Cette lutte contre l’autre en moi est exprimée à travers des mots limpides et sublimée par les dessins de Kitty Crowther. Ceux-ci , au crayon de couleurs, ont quelque chose de simple, voire d’un peu enfantin et donnent vie aux mondes inachevés et incertains du cauchemar et des monstres intérieurs. La forte présence de la couleur rouge – qui évoque le sang, la souffrance – a quelque chose d’un peu terrifiant, et traduit à merveille la somme des peurs qui se cachent au fond de soi.
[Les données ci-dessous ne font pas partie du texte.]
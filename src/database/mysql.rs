//! MariaDB / MySQL Backend
//!
//! Reaches a member database over sqlx. Values are read back as integers,
//! bytes or text so every member produces the same canonical rows, which
//! keeps fingerprints comparable across servers.

use std::str::FromStr;
use std::time::Duration;

use async_trait::async_trait;
use sqlx::mysql::{MySqlConnectOptions, MySqlPoolOptions, MySqlRow};
use sqlx::{MySqlPool, Row as _};

use super::{ColumnSchema, Database, DatabaseDescriptor, Row, RowChange, RowKey, TableSchema, Value};
use crate::error::{Error, Result};

/// Connection pool size per member
const POOL_SIZE: u32 = 8;

/// Connection acquire timeout
const ACQUIRE_TIMEOUT: Duration = Duration::from_secs(30);

/// MariaDB / MySQL member database
pub struct MySqlDatabase {
    id: String,
    pool: MySqlPool,
}

impl MySqlDatabase {
    /// Create a lazily-connected pool for a member. No I/O happens until the
    /// first query.
    pub fn connect_lazy(descriptor: &DatabaseDescriptor) -> Result<Self> {
        let location = descriptor.location.replacen("mariadb://", "mysql://", 1);
        let mut options = MySqlConnectOptions::from_str(&location)?;
        if let Some(user) = &descriptor.user {
            options = options.username(user);
        }
        if let Some(password) = &descriptor.password {
            options = options.password(password);
        }

        let pool = MySqlPoolOptions::new()
            .max_connections(POOL_SIZE)
            .acquire_timeout(ACQUIRE_TIMEOUT)
            .connect_lazy_with(options);

        Ok(Self {
            id: descriptor.id.clone(),
            pool,
        })
    }

    /// Member id
    pub fn id(&self) -> &str {
        &self.id
    }

    /// Close the connection pool
    pub async fn close(&self) {
        self.pool.close().await;
    }
}

#[async_trait]
impl Database for MySqlDatabase {
    async fn ping(&self) -> Result<()> {
        let result: (i32,) = sqlx::query_as("SELECT 1").fetch_one(&self.pool).await?;
        if result.0 == 1 {
            Ok(())
        } else {
            Err(Error::Unavailable(self.id.clone()))
        }
    }

    async fn tables(&self) -> Result<Vec<TableSchema>> {
        let rows = sqlx::query(
            r#"
            SELECT c.TABLE_NAME, c.COLUMN_NAME, c.COLUMN_TYPE, c.IS_NULLABLE, c.COLUMN_KEY, c.EXTRA
            FROM information_schema.COLUMNS c
            JOIN information_schema.TABLES t
                ON t.TABLE_SCHEMA = c.TABLE_SCHEMA AND t.TABLE_NAME = c.TABLE_NAME
            WHERE c.TABLE_SCHEMA = DATABASE() AND t.TABLE_TYPE = 'BASE TABLE'
            ORDER BY c.TABLE_NAME, c.ORDINAL_POSITION
            "#,
        )
        .fetch_all(&self.pool)
        .await?;

        let mut tables: Vec<TableSchema> = Vec::new();
        for row in rows {
            let table: String = row.try_get(0)?;
            let column: String = row.try_get(1)?;
            let data_type: String = row.try_get(2)?;
            let nullable: String = row.try_get(3)?;
            let key: String = row.try_get(4)?;
            let extra: String = row.try_get(5)?;

            if tables.last().map(|t| t.name != table).unwrap_or(true) {
                tables.push(TableSchema::new(table, Vec::new(), &[]));
            }
            if let Some(schema) = tables.last_mut() {
                if key == "PRI" {
                    schema.primary_key.push(column.clone());
                }
                if extra.contains("auto_increment") {
                    schema.identity_columns.push(column.clone());
                }
                schema.columns.push(ColumnSchema {
                    name: column,
                    data_type,
                    nullable: nullable == "YES",
                });
            }
        }

        Ok(tables)
    }

    async fn sequences(&self) -> Result<Vec<String>> {
        let rows = sqlx::query(
            "SELECT TABLE_NAME FROM information_schema.TABLES \
             WHERE TABLE_SCHEMA = DATABASE() AND TABLE_TYPE = 'SEQUENCE'",
        )
        .fetch_all(&self.pool)
        .await?;

        Ok(rows
            .iter()
            .filter_map(|row| row.try_get::<String, _>(0).ok())
            .collect())
    }

    async fn sequence_value(&self, name: &str) -> Result<i64> {
        let row: (i64,) = sqlx::query_as(&format!(
            "SELECT CAST(next_not_cached_value AS SIGNED) FROM {}",
            quote_ident(name)
        ))
        .fetch_one(&self.pool)
        .await?;
        Ok(row.0)
    }

    async fn set_sequence_value(&self, name: &str, value: i64) -> Result<()> {
        sqlx::query(&format!("SELECT SETVAL({}, {}, 0)", quote_ident(name), value))
            .execute(&self.pool)
            .await?;
        Ok(())
    }

    async fn set_identity(&self, table: &TableSchema, _column: &str, next: i64) -> Result<()> {
        sqlx::query(&format!("ALTER TABLE {} AUTO_INCREMENT = {}", quote_ident(&table.name), next))
            .execute(&self.pool)
            .await?;
        Ok(())
    }

    async fn scan(&self, table: &TableSchema) -> Result<Vec<Row>> {
        let kinds: Vec<ColumnKind> = table
            .columns
            .iter()
            .map(|c| ColumnKind::of(&c.data_type))
            .collect();

        let rows = sqlx::query(&select_sql(table))
            .fetch_all(&self.pool)
            .await?;

        rows.iter()
            .map(|row| decode_row(row, &kinds))
            .collect()
    }

    async fn apply(&self, table: &TableSchema, changes: &[RowChange]) -> Result<u64> {
        if changes.is_empty() {
            return Ok(0);
        }

        let mut tx = self.pool.begin().await?;
        sqlx::query("SET FOREIGN_KEY_CHECKS = 0").execute(&mut *tx).await?;

        let mut affected = 0;
        for change in changes {
            let sql = change_sql(table, change);
            let result = sqlx::query(&sql)
                .execute(&mut *tx)
                .await
                .map_err(|e| {
                    Error::QueryExecution(format!("Failed to execute '{}...': {}", preview(&sql), e))
                })?;
            affected += result.rows_affected();
        }

        sqlx::query("SET FOREIGN_KEY_CHECKS = 1").execute(&mut *tx).await?;
        tx.commit().await?;
        Ok(affected)
    }

    async fn truncate(&self, table: &TableSchema) -> Result<u64> {
        let mut tx = self.pool.begin().await?;
        sqlx::query("SET FOREIGN_KEY_CHECKS = 0").execute(&mut *tx).await?;
        let result = sqlx::query(&format!("DELETE FROM {}", quote_ident(&table.name)))
            .execute(&mut *tx)
            .await?;
        sqlx::query("SET FOREIGN_KEY_CHECKS = 1").execute(&mut *tx).await?;
        tx.commit().await?;
        Ok(result.rows_affected())
    }
}

/// How a column is projected and decoded
#[derive(Debug, Clone, Copy, PartialEq, Eq)]
enum ColumnKind {
    Signed,
    Unsigned,
    Binary,
    Text,
}

impl ColumnKind {
    /// Classify a `COLUMN_TYPE` such as `bigint(20) unsigned` or `varbinary(16)`
    fn of(column_type: &str) -> Self {
        let lower = column_type.to_ascii_lowercase();
        let base = lower.split(['(', ' ']).next().unwrap_or("");
        match base {
            "tinyint" | "smallint" | "mediumint" | "int" | "integer" | "bigint" | "bit" | "year" => {
                if lower.contains("unsigned") || base == "bit" {
                    ColumnKind::Unsigned
                } else {
                    ColumnKind::Signed
                }
            }
            "binary" | "varbinary" | "tinyblob" | "blob" | "mediumblob" | "longblob" => ColumnKind::Binary,
            _ => ColumnKind::Text,
        }
    }

    fn projection(&self, column: &str) -> String {
        let ident = quote_ident(column);
        match self {
            ColumnKind::Signed => format!("CAST({} AS SIGNED)", ident),
            ColumnKind::Unsigned => format!("CAST({} AS UNSIGNED)", ident),
            ColumnKind::Binary => ident,
            ColumnKind::Text => format!("CAST({} AS CHAR)", ident),
        }
    }
}

fn decode_row(row: &MySqlRow, kinds: &[ColumnKind]) -> Result<Row> {
    kinds
        .iter()
        .enumerate()
        .map(|(i, kind)| {
            let value = match kind {
                ColumnKind::Signed => row.try_get::<Option<i64>, _>(i)?.map(Value::Int),
                ColumnKind::Unsigned => row.try_get::<Option<u64>, _>(i)?.map(Value::UInt),
                ColumnKind::Binary => row.try_get::<Option<Vec<u8>>, _>(i)?.map(Value::Bytes),
                ColumnKind::Text => row.try_get::<Option<String>, _>(i)?.map(Value::String),
            };
            Ok(value.unwrap_or(Value::Null))
        })
        .collect()
}

/// Quote an identifier with backticks
fn quote_ident(name: &str) -> String {
    format!("`{}`", name.replace('`', "``"))
}

fn select_sql(table: &TableSchema) -> String {
    let columns: Vec<String> = table
        .columns
        .iter()
        .map(|c| ColumnKind::of(&c.data_type).projection(&c.name))
        .collect();
    format!("SELECT {} FROM {}", columns.join(", "), quote_ident(&table.name))
}

fn where_clause(table: &TableSchema, key: &RowKey) -> String {
    let clauses: Vec<String> = table
        .key_columns()
        .iter()
        .zip(key.iter())
        .map(|(col, val)| match val {
            Value::Null => format!("{} IS NULL", quote_ident(col)),
            _ => format!("{} = {}", quote_ident(col), val.to_sql()),
        })
        .collect();
    clauses.join(" AND ")
}

fn change_sql(table: &TableSchema, change: &RowChange) -> String {
    match change {
        RowChange::Insert(row) => {
            let columns: Vec<String> = table.columns.iter().map(|c| quote_ident(&c.name)).collect();
            let values: Vec<String> = row.iter().map(Value::to_sql).collect();
            format!(
                "INSERT INTO {} ({}) VALUES ({})",
                quote_ident(&table.name),
                columns.join(", "),
                values.join(", ")
            )
        }
        RowChange::Update(row) => {
            let assignments: Vec<String> = table
                .columns
                .iter()
                .zip(row.iter())
                .map(|(c, v)| format!("{} = {}", quote_ident(&c.name), v.to_sql()))
                .collect();
            format!(
                "UPDATE {} SET {} WHERE {}",
                quote_ident(&table.name),
                assignments.join(", "),
                where_clause(table, &table.key_of(row))
            )
        }
        // Without a primary key the key is the whole row; remove one copy
        RowChange::Delete(key) if !table.has_primary_key() => format!(
            "DELETE FROM {} WHERE {} LIMIT 1",
            quote_ident(&table.name),
            where_clause(table, key)
        ),
        RowChange::Delete(key) => format!(
            "DELETE FROM {} WHERE {}",
            quote_ident(&table.name),
            where_clause(table, key)
        ),
    }
}

/// Leading characters of a statement for error messages
fn preview(sql: &str) -> String {
    sql.chars().take(50).collect()
}

#[cfg(test)]
mod tests {
    use super::*;

    fn users() -> TableSchema {
        TableSchema::new(
            "users",
            vec![
                ColumnSchema::new("id", "bigint(20) unsigned"),
                ColumnSchema::new("name", "varchar(64)"),
                ColumnSchema::new("avatar", "blob"),
            ],
            &["id"],
        )
    }

    #[test]
    fn test_column_kind() {
        assert_eq!(ColumnKind::of("int(11)"), ColumnKind::Signed);
        assert_eq!(ColumnKind::of("bigint(20) unsigned"), ColumnKind::Unsigned);
        assert_eq!(ColumnKind::of("varbinary(16)"), ColumnKind::Binary);
        assert_eq!(ColumnKind::of("decimal(10,2)"), ColumnKind::Text);
        assert_eq!(ColumnKind::of("datetime(6)"), ColumnKind::Text);
    }

    #[test]
    fn test_select_sql() {
        assert_eq!(
            select_sql(&users()),
            "SELECT CAST(`id` AS UNSIGNED), CAST(`name` AS CHAR), `avatar` FROM `users`"
        );
    }

    #[test]
    fn test_change_sql() {
        let row = vec![Value::UInt(7), Value::from("O'Brien"), Value::Null];

        assert_eq!(
            change_sql(&users(), &RowChange::Insert(row.clone())),
            "INSERT INTO `users` (`id`, `name`, `avatar`) VALUES (7, 'O''Brien', NULL)"
        );
        assert_eq!(
            change_sql(&users(), &RowChange::Update(row)),
            "UPDATE `users` SET `id` = 7, `name` = 'O''Brien', `avatar` = NULL WHERE `id` = 7"
        );
        assert_eq!(
            change_sql(&users(), &RowChange::Delete(vec![Value::UInt(7)])),
            "DELETE FROM `users` WHERE `id` = 7"
        );
    }

    #[test]
    fn test_keyless_delete_removes_one_copy() {
        let log = TableSchema::new(
            "audit_log",
            vec![ColumnSchema::new("event", "varchar(32)"), ColumnSchema::new("n", "int(11)")],
            &[],
        );
        assert_eq!(
            change_sql(&log, &RowChange::Delete(vec![Value::from("login"), Value::Int(1)])),
            "DELETE FROM `audit_log` WHERE `event` = 'login' AND `n` = 1 LIMIT 1"
        );
    }

    #[test]
    fn test_preview_respects_char_boundaries() {
        // 'é' spans bytes 49 and 50
        let sql = format!("INSERT INTO `notes` VALUES ('{}é')", "x".repeat(20));
        assert!(!sql.is_char_boundary(50));

        let head = preview(&sql);
        assert_eq!(head.chars().count(), 50);
        assert!(head.ends_with('é'));
        assert_eq!(preview("SELECT 1"), "SELECT 1");
    }

    #[test]
    fn test_quote_ident() {
        assert_eq!(quote_ident("we`ird"), "`we``ird`");
    }

    #[tokio::test]
    async fn test_lazy_pool_needs_no_server() {
        let mut descriptor = DatabaseDescriptor::new("db1", "mariadb://app@127.0.0.1:1/app");
        descriptor.password = Some("secret".to_string());
        let db = MySqlDatabase::connect_lazy(&descriptor);
        assert!(db.is_ok());
    }
}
Bien sûr, le narrateur va réussir à trouver le chemin jusqu’à soi. En affrontant l’ogre. En osant faire mourir un peu de lui-même… pour renaître plus grand, plus fort !
Parfois on me dit : « Comme c’est bizarre [sous-entendu suspect], vous êtes passée de la philosophie à la littérature pour enfants ! Les deux mondes sont pourtant si éloignés ! ». Cet album prouve que ceux qui disent ça n’y comprennent rien ! Alex Cousseau / Kitty Crowther et Friedrich Hegel, même combat ! Dans moi retrace en effet l’expérience décrite avec des mots compliqués et apparemment inaccessibles de la Phénoménologie de l’esprit. Mais au lieu des concepts, il y a les images ; au lieu des notions philosophiques, il y a les dessins. La métaphore poétique aussi puissante que le verbe métaphysique, n’est-ce pas quand même absolument génial ?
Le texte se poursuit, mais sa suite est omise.